Waiting may make us more patient
While we live in a culture of instant gratification, waiting can actually make us more patient and help us make better decisions about our financial future, according to a new study published in the Journal of Organizational Behavior and Human Decision Processes.
For the study, University of Chicago researchers conducted a series of experiments in the U.S., mainland China and Hong Kong. For one experiment, they asked participants to sign up to join a subject pool for online studies. In exchange for signing up, participants were invited to enter one of two lotteries; one would pay a $50 prize sooner, the other would pay a $55 prize later. Participants were also divided into three groups, and each had a different wait time before given their potential prize. The first group was told they could win $50 in three days or $55 in 23 days. The second group was told they could win $50 in 30 days or $55 in 50 days. The third group was also told they could win $50 in 30 days or $55 in 50 days, but they also had to wait to choose their potential reward.
Researchers contacted members of the third group 27 days later to ask for their decision, which like the first group, would be between waiting three days or 23 days to receive their prize.

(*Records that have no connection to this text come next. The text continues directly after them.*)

//! Actions returned by screen event handlers.

use super::app::Screen;

/// An action that a screen handler returns to the [`App`](super::App).
///
/// Screens edit the form directly; anything that spawns work, routes, or
/// changes screens comes back to the `App` as one of these.
#[derive(Debug, Clone, PartialEq, Eq)]
pub enum Action {
    /// No state change needed.
    None,
    /// Navigate to the given screen.
    Navigate(Screen),
    /// Validate and send the current form.
    Submit,
    /// Re-fetch the recent request list.
    RefreshRecent,
    /// Open the record created by the last submission.
    ViewCreatedRecord,
    /// Open the record with the given id.
    ViewRecord(String),
    /// Quit the application.
    Quit,
}
//! Reusable TUI widgets.

pub mod form;
pub mod notice_bar;

pub use form::{FieldView, draw_form};
pub use notice_bar::draw_notice_bar;

/// Flattens a rendered buffer into text, one line per row.
#[cfg(test)]
pub(crate) fn buffer_to_string(buf: &ratatui::buffer::Buffer) -> String {
    let mut s = String::new();
    for y in 0..buf.area.height {
        for x in 0..buf.area.width {
            s.push(buf[(x, y)].symbol().chars().next().unwrap_or(' '));
        }
        s.push('\n');
    }
    s
}
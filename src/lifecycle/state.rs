//! The request lifecycle: input capture, validation, submission, outcome
//! reconciliation and reset.

use thiserror::Error;
use tracing::{debug, info, warn};

use crate::model::{
    Priority, RequestDraft, validate_description, validate_email, validate_priority,
};

use super::notification::Notification;
use super::remote::{Navigator, RemoteError, RequestBackend};

/// Record type passed to the router unless configured otherwise.
pub const DEFAULT_RECORD_TYPE: &str = "Service_Request__c";

/// Inline message shown after a submit attempt fails validation.
pub const VALIDATION_MESSAGE: &str = "Please fill in all required fields correctly.";

/// The three user-editable inputs.
#[derive(Debug, Clone, Copy, PartialEq, Eq, Hash)]
pub enum Field {
    CustomerEmail,
    Description,
    Priority,
}

/// Current values of the form inputs.
#[derive(Debug, Clone, PartialEq, Eq, Default)]
pub struct FormInputs {
    pub customer_email: String,
    pub description: String,
    pub priority: Option<Priority>,
}

impl FormInputs {
    /// Returns `true` when every field is empty or unset.
    pub fn is_empty(&self) -> bool {
        self.customer_email.is_empty() && self.description.is_empty() && self.priority.is_none()
    }
}

/// Lifecycle phase of the form.
#[derive(Debug, Clone, PartialEq, Eq, Default)]
pub enum Phase {
    #[default]
    Idle,
    Submitting,
    /// Terminal for the current record until [`FormState::create_another`].
    Success { record_id: String },
    /// Not terminal: inputs stay editable and resubmission is allowed.
    Failed { message: String },
}
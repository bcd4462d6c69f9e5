use std::sync::LazyLock;

use regex::Regex;
use thiserror::Error;

use super::priority::Priority;

/// Validation errors for intake form fields.
#[derive(Debug, Clone, PartialEq, Eq, Error)]
pub enum ValidationError {
    #[error("customer email cannot be empty")]
    EmptyEmail,
    #[error("invalid customer email: {0}")]
    InvalidEmail(String),
    #[error("description cannot be empty")]
    EmptyDescription,
    #[error("priority must be selected")]
    MissingPriority,
    #[error("unknown priority: {0}")]
    UnknownPriority(String),
}

/// Structural `local@domain.tld` check: one `@`, a `.` after it, no whitespace.
static EMAIL_RE: LazyLock<Regex> =
    LazyLock::new(|| Regex::new(r"^[^\s@]+@[^\s@]+\.[^\s@]+$").expect("valid hardcoded regex"));

/// Validates a customer email address.
///
/// The value must be non-empty after trimming and must match the structural
/// pattern as typed; surrounding whitespace therefore fails the pattern.
pub fn validate_email(email: &str) -> Result<(), ValidationError> {
    if email.trim().is_empty() {
        return Err(ValidationError::EmptyEmail);
    }
    if EMAIL_RE.is_match(email) {
        Ok(())
    } else {
        Err(ValidationError::InvalidEmail(email.to_string()))
    }
}

/// Validates a request description: must contain something besides whitespace.
pub fn validate_description(description: &str) -> Result<(), ValidationError> {
    if description.trim().is_empty() {
        Err(ValidationError::EmptyDescription)
    } else {
        Ok(())
    }
}

pub fn validate_priority(priority: Option<Priority>) -> Result<(), ValidationError> {
    priority.map(|_| ()).ok_or(ValidationError::MissingPriority)
}

#[cfg(test)]
mod tests {
    use quickcheck_macros::quickcheck;

    use super::*;

    // --- validate_email ---

    #[test]
    fn email_simple() {
        assert_eq!(validate_email("a@b.com"), Ok(()));
    }

    #[test]
    fn email_with_subdomain() {
        assert_eq!(validate_email("ops.team@mail.example.co.uk"), Ok(()));
    }

    #[test]
    fn email_empty() {
        assert_eq!(validate_email(""), Err(ValidationError::EmptyEmail));
    }

    #[test]
    fn email_whitespace_only() {
        assert_eq!(validate_email("   "), Err(ValidationError::EmptyEmail));
    }

    #[test]
    fn email_missing_at() {
        assert_eq!(
            validate_email("ab.com"),
            Err(ValidationError::InvalidEmail("ab.com".to_string()))
        );
    }

    #[test]
    fn email_missing_dot_after_at() {
        assert_eq!(
            validate_email("first.last@localhost"),
            Err(ValidationError::InvalidEmail("first.last@localhost".to_string()))
        );
    }

    #[test]
    fn email_two_ats() {
        assert!(validate_email("a@b@c.com").is_err());
    }

    #[test]
    fn email_inner_whitespace() {
        assert!(validate_email("a b@c.com").is_err());
    }

    #[test]
    fn email_surrounding_whitespace_fails_pattern() {
        assert!(validate_email(" a@b.com ").is_err());
    }

    #[test]
    fn email_trailing_dot_has_no_tld() {
        assert!(validate_email("a@b.").is_err());
    }

    #[quickcheck]
    fn email_without_at_is_rejected(s: String) -> bool {
        let s: String = s.chars().filter(|&c| c != '@').collect();
        validate_email(&s).is_err()
    }

    #[quickcheck]
    fn email_without_dot_after_at_is_rejected(local: String, domain: String) -> bool {
        let local: String = local.chars().filter(|c| c.is_ascii_alphanumeric()).collect();
        let domain: String = domain.chars().filter(|c| c.is_ascii_alphanumeric()).collect();
        validate_email(&format!("{local}@{domain}")).is_err()
    }

    #[quickcheck]
    fn email_alnum_parts_are_accepted(local: String, domain: String, tld: String) -> bool {
        let keep = |s: String| -> String { s.chars().filter(|c| c.is_ascii_alphanumeric()).collect() };
        let (local, domain, tld) = (keep(local), keep(domain), keep(tld));
        if local.is_empty() || domain.is_empty() || tld.is_empty() {
            return true; // skip
        }
        validate_email(&format!("{local}@{domain}.{tld}")).is_ok()
    }

    // --- validate_description ---

    #[test]
    fn description_present() {
        assert_eq!(validate_description("desc"), Ok(()));
    }

    #[test]
    fn description_empty() {
        assert_eq!(
            validate_description(""),
            Err(ValidationError::EmptyDescription)
        );
    }

    #[quickcheck]
    fn description_whitespace_only_is_rejected(n: u8) -> bool {
        let s: String = " \t\n".chars().cycle().take(n as usize).collect();
        validate_description(&s) == Err(ValidationError::EmptyDescription)
    }

    // --- validate_priority ---

    #[test]
    fn priority_set() {
        for priority in Priority::all() {
            assert_eq!(validate_priority(Some(*priority)), Ok(()));
        }
    }

    #[test]
    fn priority_unset() {
        assert_eq!(validate_priority(None), Err(ValidationError::MissingPriority));
    }
}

They found that in the first group only 31 percent of participants chose to wait for the larger reward, and in the second group, 56 percent of participants chose to wait. In the third group, in which participants had to wait several weeks to make their decision, 86 percent chose to wait for the larger reward. Even though they were making the exact same choice as the people in the first group, waiting to choose increased their patience and they made a better financial decision.
Researchers say that when people wait, it makes them place a higher value on what they are waiting for, which makes them more patient.